Sublimation and Suppression:
Sublimation is where one converts the energy or suffering from an “unacceptable action” into an action that is more acceptable. So instead of shouting at a driver who cut you off in traffic, you put those feelings on hold (suppression) and bring all that energy out in your video game or gym/sports session later that day. Rather than sending a passive-aggressive message to a friend who you feel did not return your call or text message fast enough, you can take care of chores in your apartment or house instead. Rather than telling people on the internet who do not share your views that they and their opinions are worthless, regardless of the topic, one can volunteer with organizations that advance the issue you care about. Clearly, these mature defences can overlap.

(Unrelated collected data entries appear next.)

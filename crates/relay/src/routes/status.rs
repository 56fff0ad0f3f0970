//! Relay status snapshot.

use axum::extract::State;
use axum::{routing::get, Json, Router};
use serde::Serialize;
use slidepilot_backend::channel::PushChannelState;

use crate::response::DataResponse;
use crate::state::AppState;

#[derive(Debug, Serialize)]
pub struct RelayStatus {
    pub push_state: PushChannelState,
    pub connection_attempts: u64,
    pub sessions: u64,
    /// Jobs with at least one subscribed context.
    pub subscribed_jobs: usize,
    pub active_polls: usize,
    /// Connected page contexts.
    pub contexts: usize,
}

/// GET /api/status
async fn get_status(State(state): State<AppState>) -> Json<DataResponse<RelayStatus>> {
    let stats = state.push.stats();
    let status = RelayStatus {
        push_state: state.push.state(),
        connection_attempts: stats.connection_attempts,
        sessions: stats.sessions,
        subscribed_jobs: state.registry.job_count().await,
        active_polls: state.poller.active(),
        contexts: state.hub.connection_count().await,
    };
    Json(DataResponse { data: status })
}

pub fn router() -> Router<AppState> {
    Router::new().route("/status", get(get_status))
}
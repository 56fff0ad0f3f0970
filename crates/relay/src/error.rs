use axum::http::StatusCode;
use axum::response::{IntoResponse, Response};
use serde_json::json;
use slidepilot_core::settings::SettingsError;

/// Application-level error type for HTTP handlers.
///
/// Implements [`IntoResponse`] to produce consistent `{error, code}` JSON.
#[derive(Debug, thiserror::Error)]
pub enum AppError {
    /// Loading or persisting settings failed.
    #[error(transparent)]
    Settings(#[from] SettingsError),

    /// A bad request with a human-readable message.
    #[error("Bad request: {0}")]
    BadRequest(String),
}

/// Convenience type alias for handler return values.
pub type AppResult<T> = Result<T, AppError>;

impl IntoResponse for AppError {
    fn into_response(self) -> Response {
        let (status, code, message) = match &self {
            AppError::Settings(err) => {
                tracing::error!(error = %err, "Settings persistence failed");
                (
                    StatusCode::INTERNAL_SERVER_ERROR,
                    "INTERNAL_ERROR",
                    "An internal error occurred".to_string(),
                )
            }
            AppError::BadRequest(msg) => (StatusCode::BAD_REQUEST, "BAD_REQUEST", msg.clone()),
        };

        let body = json!({
            "error": message,
            "code": code,
        });

        (status, axum::Json(body)).into_response()
    }
}
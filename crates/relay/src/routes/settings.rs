//! Backend URL overrides.
//!
//! Changes take effect on the next dispatch and the next push connection
//! attempt; an established push connection is left alone.

use std::collections::HashMap;

use axum::extract::State;
use axum::{routing::get, Json, Router};
use slidepilot_core::settings::{Settings, BACKEND_URL_KEY, BACKEND_WS_KEY};

use crate::error::{AppError, AppResult};
use crate::response::DataResponse;
use crate::state::AppState;

const KNOWN_KEYS: [&str; 2] = [BACKEND_URL_KEY, BACKEND_WS_KEY];

/// GET /api/settings
async fn get_settings(State(state): State<AppState>) -> Json<DataResponse<Settings>> {
    Json(DataResponse {
        data: state.settings.snapshot().await,
    })
}

/// PUT /api/settings
///
/// Only the given keys change. `null` or an empty string clears a key.
async fn update_settings(
    State(state): State<AppState>,
    Json(body): Json<HashMap<String, Option<String>>>,
) -> AppResult<Json<DataResponse<Settings>>> {
    if let Some(unknown) = body.keys().find(|k| !KNOWN_KEYS.contains(&k.as_str())) {
        return Err(AppError::BadRequest(format!("Unknown setting '{unknown}'")));
    }

    let data = state.settings.update(body).await?;
    tracing::info!(
        backend_url = data.get(BACKEND_URL_KEY).map(String::as_str).unwrap_or("<default>"),
        backend_ws = data.get(BACKEND_WS_KEY).map(String::as_str).unwrap_or("<derived>"),
        "Settings updated",
    );
    Ok(Json(DataResponse { data }))
}

pub fn router() -> Router<AppState> {
    Router::new().route("/settings", get(get_settings).put(update_settings))
}
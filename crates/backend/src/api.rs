//! REST client for the generation backend.
//!
//! Wraps the backend HTTP endpoints (generation requests and job status)
//! using [`reqwest`]. Responses are kept as raw JSON and classified here,
//! since the backend is free to add fields.

use slidepilot_core::error::FailureKind;
use slidepilot_core::job::JobStatus;
use slidepilot_core::messages::{RelayRequest, RequestKind};
use slidepilot_core::types::JobId;

/// HTTP client for one backend base URL.
#[derive(Clone)]
pub struct BackendApi {
    client: reqwest::Client,
    base_url: String,
}

/// What a generation endpoint answered.
#[derive(Debug, Clone, PartialEq)]
pub enum GenerateOutcome {
    /// The result is already in the response body.
    Completed(serde_json::Value),
    /// The backend queued a job; results follow asynchronously.
    Queued(JobId),
    /// Neither a result nor a job identifier.
    Unrecognized(serde_json::Value),
}

/// One observation of a job's state from `GET /api/job-status/{id}`.
#[derive(Debug, Clone, PartialEq)]
pub struct JobSnapshot {
    pub status: JobStatus,
    /// Full response body, forwarded to page contexts as-is.
    pub job: serde_json::Value,
}

/// Errors from the backend REST layer.
#[derive(Debug, thiserror::Error)]
pub enum BackendApiError {
    /// The HTTP request itself failed (network, DNS, TLS, etc.).
    #[error("HTTP request failed: {0}")]
    Request(#[from] reqwest::Error),

    /// The backend returned a non-2xx status code.
    #[error("Backend API error ({status}): {body}")]
    ApiError {
        /// HTTP status code.
        status: u16,
        /// Raw response body for debugging.
        body: String,
    },

    /// The response body was not valid JSON.
    #[error("Malformed backend response: {0}")]
    Parse(#[from] serde_json::Error),

    /// Valid JSON missing a field the contract requires.
    #[error("Unexpected backend response: {0}")]
    Protocol(String),
}

impl BackendApiError {
    pub fn kind(&self) -> FailureKind {
        match self {
            BackendApiError::Request(_) | BackendApiError::ApiError { .. } => {
                FailureKind::Transport
            }
            BackendApiError::Parse(_) => FailureKind::Parse,
            BackendApiError::Protocol(_) => FailureKind::Protocol,
        }
    }
}

impl BackendApi {
    /// Create a new API client for a backend.
    ///
    /// * `base_url` - Base HTTP URL, e.g. `http://localhost:9000`.
    pub fn new(base_url: String) -> Self {
        Self::with_client(reqwest::Client::new(), base_url)
    }

    /// Create an API client reusing an existing [`reqwest::Client`], so
    /// every request shares one connection pool even when the base URL
    /// changes between requests.
    pub fn with_client(client: reqwest::Client, base_url: String) -> Self {
        Self { client, base_url }
    }

    pub fn base_url(&self) -> &str {
        &self.base_url
    }

    /// POST a generation request to its endpoint and classify the answer.
    pub async fn generate(
        &self,
        request: &RelayRequest,
    ) -> Result<GenerateOutcome, BackendApiError> {
        let kind = request.kind();
        let response = self
            .client
            .post(format!("{}{}", self.base_url, kind.endpoint()))
            .json(request)
            .send()
            .await?;

        let body = Self::parse_response(response).await?;
        Ok(classify(kind, body))
    }

    /// Fetch the current status of a job.
    ///
    /// Sends `GET /api/job-status/{job_id}`. The body must carry a string
    /// `status` field; everything else is passed through.
    pub async fn job_status(&self, job_id: &JobId) -> Result<JobSnapshot, BackendApiError> {
        let response = self
            .client
            .get(format!("{}/api/job-status/{}", self.base_url, job_id))
            .send()
            .await?;

        let job = Self::parse_response(response).await?;
        let status = job
            .get("status")
            .and_then(|s| s.as_str())
            .map(JobStatus::from)
            .ok_or_else(|| {
                BackendApiError::Protocol(format!("job-status for {job_id} has no status field"))
            })?;

        Ok(JobSnapshot { status, job })
    }

    // ---- private helpers ----

    /// Ensure the response has a success status code. Returns the
    /// response unchanged on success, or a [`BackendApiError::ApiError`]
    /// containing the status and body text on failure.
    async fn ensure_success(
        response: reqwest::Response,
    ) -> Result<reqwest::Response, BackendApiError> {
        let status = response.status();
        if !status.is_success() {
            let body = response
                .text()
                .await
                .unwrap_or_else(|_| "<unreadable body>".to_string());
            return Err(BackendApiError::ApiError {
                status: status.as_u16(),
                body,
            });
        }
        Ok(response)
    }

    /// Read a successful response body as JSON.
    ///
    /// The body is read as text first so that a malformed payload surfaces
    /// as [`BackendApiError::Parse`] rather than a transport error.
    async fn parse_response(
        response: reqwest::Response,
    ) -> Result<serde_json::Value, BackendApiError> {
        let response = Self::ensure_success(response).await?;
        let text = response.text().await?;
        Ok(serde_json::from_str(&text)?)
    }
}

/// Decide whether a generation response is a synchronous result, a queued
/// job, or neither. A synchronous result wins over a job identifier.
pub fn classify(kind: RequestKind, body: serde_json::Value) -> GenerateOutcome {
    let has_result = body
        .get(kind.sync_result_field())
        .is_some_and(|v| !v.is_null());
    if has_result {
        return GenerateOutcome::Completed(body);
    }

    match body.get("job_id").and_then(JobId::from_json) {
        Some(job_id) => GenerateOutcome::Queued(job_id),
        None => GenerateOutcome::Unrecognized(body),
    }
}
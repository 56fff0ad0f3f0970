//! Request dispatcher.
//!
//! Forwards a page context's generation request to the backend and decides
//! how the result travels back: relayed at once when the backend answered
//! synchronously, or via the subscription registry when it queued a job.

use std::sync::Arc;

use slidepilot_backend::api::{BackendApi, GenerateOutcome};
use slidepilot_backend::channel::PushChannel;
use slidepilot_core::backend_config::BackendConfig;
use slidepilot_core::job::JobStatus;
use slidepilot_core::messages::{ContextMessage, DispatchAck, RelayRequest, RequestKind};
use slidepilot_core::settings::SettingsStore;
use slidepilot_core::types::ContextId;
use tokio::task::JoinHandle;

use crate::poller::Poller;
use crate::registry::SubscriptionRegistry;

pub struct Dispatcher {
    settings: Arc<SettingsStore>,
    http: reqwest::Client,
    registry: Arc<SubscriptionRegistry>,
    push: Arc<PushChannel>,
    poller: Arc<Poller>,
}

/// How a dispatched request will reach its context.
pub struct Dispatched {
    pub ack: DispatchAck,
    /// Set when a poll loop was started for the job.
    pub poll: Option<JoinHandle<()>>,
}

impl Dispatcher {
    pub fn new(
        settings: Arc<SettingsStore>,
        http: reqwest::Client,
        registry: Arc<SubscriptionRegistry>,
        push: Arc<PushChannel>,
        poller: Arc<Poller>,
    ) -> Self {
        Self {
            settings,
            http,
            registry,
            push,
            poller,
        }
    }

    /// Dispatch a request on behalf of `context_id` and return its
    /// acknowledgement.
    pub async fn dispatch(&self, request: &RelayRequest, context_id: &ContextId) -> DispatchAck {
        self.dispatch_tracked(request, context_id).await.ack
    }

    /// Like [`dispatch`](Self::dispatch), also handing back the poll loop
    /// started for the job, if any.
    ///
    /// Backend failures never escape: they become a failed acknowledgement
    /// within this call.
    pub async fn dispatch_tracked(
        &self,
        request: &RelayRequest,
        context_id: &ContextId,
    ) -> Dispatched {
        let kind = request.kind();
        let backend = BackendConfig::resolve(&self.settings).await;
        let api = BackendApi::with_client(self.http.clone(), backend.http_base_url);

        tracing::info!(
            kind = kind.as_str(),
            context_id = %context_id,
            backend = %api.base_url(),
            "Dispatching generation request",
        );

        let outcome = match api.generate(request).await {
            Ok(outcome) => outcome,
            Err(e) => {
                tracing::warn!(
                    kind = kind.as_str(),
                    context_id = %context_id,
                    failure = %e.kind(),
                    error = %e,
                    "Backend call failed",
                );
                return Dispatched {
                    ack: DispatchAck::failed(e.to_string()),
                    poll: None,
                };
            }
        };

        match outcome {
            GenerateOutcome::Completed(body) => {
                let message = synchronous_result(kind, body);
                if !self.registry.relay(context_id, &message).await {
                    tracing::debug!(context_id = %context_id, "Context gone before result arrived");
                }
                Dispatched {
                    ack: DispatchAck::completed(),
                    poll: None,
                }
            }
            GenerateOutcome::Queued(job_id) => {
                self.registry
                    .subscribe(job_id.clone(), context_id.clone())
                    .await;

                let poll = if self.push.is_connected() {
                    tracing::debug!(job_id = %job_id, "Push channel connected, awaiting job updates");
                    None
                } else {
                    Some(
                        self.poller
                            .start_polling(api, job_id.clone(), context_id.clone()),
                    )
                };

                Dispatched {
                    ack: DispatchAck::accepted(job_id),
                    poll,
                }
            }
            GenerateOutcome::Unrecognized(body) => {
                tracing::warn!(
                    kind = kind.as_str(),
                    response = %body,
                    "Backend response has neither a result nor a job id",
                );
                Dispatched {
                    ack: DispatchAck::failed(format!(
                        "backend response contained neither `{}` nor `job_id`",
                        kind.sync_result_field()
                    )),
                    poll: None,
                }
            }
        }
    }
}

/// Outlines are relayed as `outline-result`; image and presentation
/// results look like a finished job so pages handle them uniformly.
fn synchronous_result(kind: RequestKind, body: serde_json::Value) -> ContextMessage {
    match kind {
        RequestKind::GenerateOutline => ContextMessage::OutlineResult { data: body },
        RequestKind::GenerateImage | RequestKind::GeneratePpt => {
            ContextMessage::job_status(JobStatus::Done, body)
        }
    }
}
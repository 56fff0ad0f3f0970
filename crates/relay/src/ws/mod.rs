//! Page-context WebSocket.
//!
//! Each connection is one page context: it sends generation requests and
//! receives acknowledgements plus job notifications.

mod handler;
mod heartbeat;

pub use handler::ws_handler;
pub use heartbeat::start_heartbeat;
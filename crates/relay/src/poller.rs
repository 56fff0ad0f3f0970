//! Poll fallback for job status.
//!
//! Used when the push channel is down at dispatch time. Each loop owns one
//! (job, context) pair, checks `GET /api/job-status/{id}` immediately and
//! then at a fixed interval, and stops only after it has observed and
//! delivered a terminal status. Transport and parse failures are logged
//! and the loop carries on.

use std::sync::Arc;
use std::time::Duration;

use slidepilot_backend::api::BackendApi;
use slidepilot_core::types::{ContextId, JobId};
use tokio::task::JoinHandle;
use tokio_util::sync::CancellationToken;
use tokio_util::task::TaskTracker;

use crate::registry::SubscriptionRegistry;

/// Interval between status checks.
pub const DEFAULT_POLL_INTERVAL: Duration = Duration::from_millis(2000);

/// Spawns and tracks independent poll loops.
pub struct Poller {
    registry: Arc<SubscriptionRegistry>,
    interval: Duration,
    tracker: TaskTracker,
    cancel: CancellationToken,
}

impl Poller {
    pub fn new(registry: Arc<SubscriptionRegistry>, interval: Duration) -> Self {
        Self {
            registry,
            interval,
            tracker: TaskTracker::new(),
            cancel: CancellationToken::new(),
        }
    }

    /// Start polling `job_id` on behalf of `context_id`.
    ///
    /// The loop shares no timer state with other loops. The returned handle
    /// resolves once the loop has stopped.
    pub fn start_polling(&self, api: BackendApi, job_id: JobId, context_id: ContextId) -> JoinHandle<()> {
        let registry = Arc::clone(&self.registry);
        let interval = self.interval;
        let cancel = self.cancel.clone();

        self.tracker.spawn(async move {
            poll_job(api, registry, job_id, context_id, interval, cancel).await;
        })
    }

    /// Number of poll loops still running.
    pub fn active(&self) -> usize {
        self.tracker.len()
    }

    /// Stop every loop and wait for them to exit.
    pub async fn shutdown(&self) {
        let active = self.active();
        tracing::info!(active, "Stopping poll loops");
        self.cancel.cancel();
        self.tracker.close();
        let _ = tokio::time::timeout(Duration::from_secs(5), self.tracker.wait()).await;
    }
}

async fn poll_job(
    api: BackendApi,
    registry: Arc<SubscriptionRegistry>,
    job_id: JobId,
    context_id: ContextId,
    interval: Duration,
    cancel: CancellationToken,
) {
    tracing::info!(job_id = %job_id, context_id = %context_id, "Polling job status");
    let mut ticks = 0u64;

    loop {
        ticks += 1;
        let result = tokio::select! {
            _ = cancel.cancelled() => return,
            result = api.job_status(&job_id) => result,
        };

        match result {
            Ok(snapshot) => {
                let terminal = snapshot.status.is_terminal();
                tracing::debug!(job_id = %job_id, status = %snapshot.status, ticks, "Polled job status");
                registry
                    .notify_context(&job_id, &context_id, snapshot.status, snapshot.job)
                    .await;
                if terminal {
                    tracing::info!(job_id = %job_id, ticks, "Job reached terminal status, polling stopped");
                    return;
                }
            }
            Err(e) => {
                tracing::warn!(
                    job_id = %job_id,
                    failure = %e.kind(),
                    error = %e,
                    "Job status poll failed",
                );
            }
        }

        tokio::select! {
            _ = cancel.cancelled() => return,
            _ = tokio::time::sleep(interval) => {}
        }
    }
}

Sometimes it can feel like the world is collapsing around us. There is a certain amount of truth to this as the status quo seemingly continues with the rich getting richer, the poor getting poorer, and inequality becoming more of a norm than the exception. Like Siddhartha Gautama, I too find it startling, for example, that wealth can be juxtaposed on the same street with poverty. In Montreal, I see beggars looking for donations on the side of the road as Ferraris drive by. That suggests that something is not right with our society as it stands. Feeling frustration is a perfectly acceptable reaction. What is important is what we do with those feelings. We can react to our world in a way that harms us and others, or we can face our challenges in a way that motivates equality and prosperity. We can wallow in fear and misery, or we can take those feelings and make something better of them. It is not always easy to do the latter. We can get stuck with the former. What is important is that we ultimately find the strength inside ourselves to overcome our limitations and create a more equal world collectively.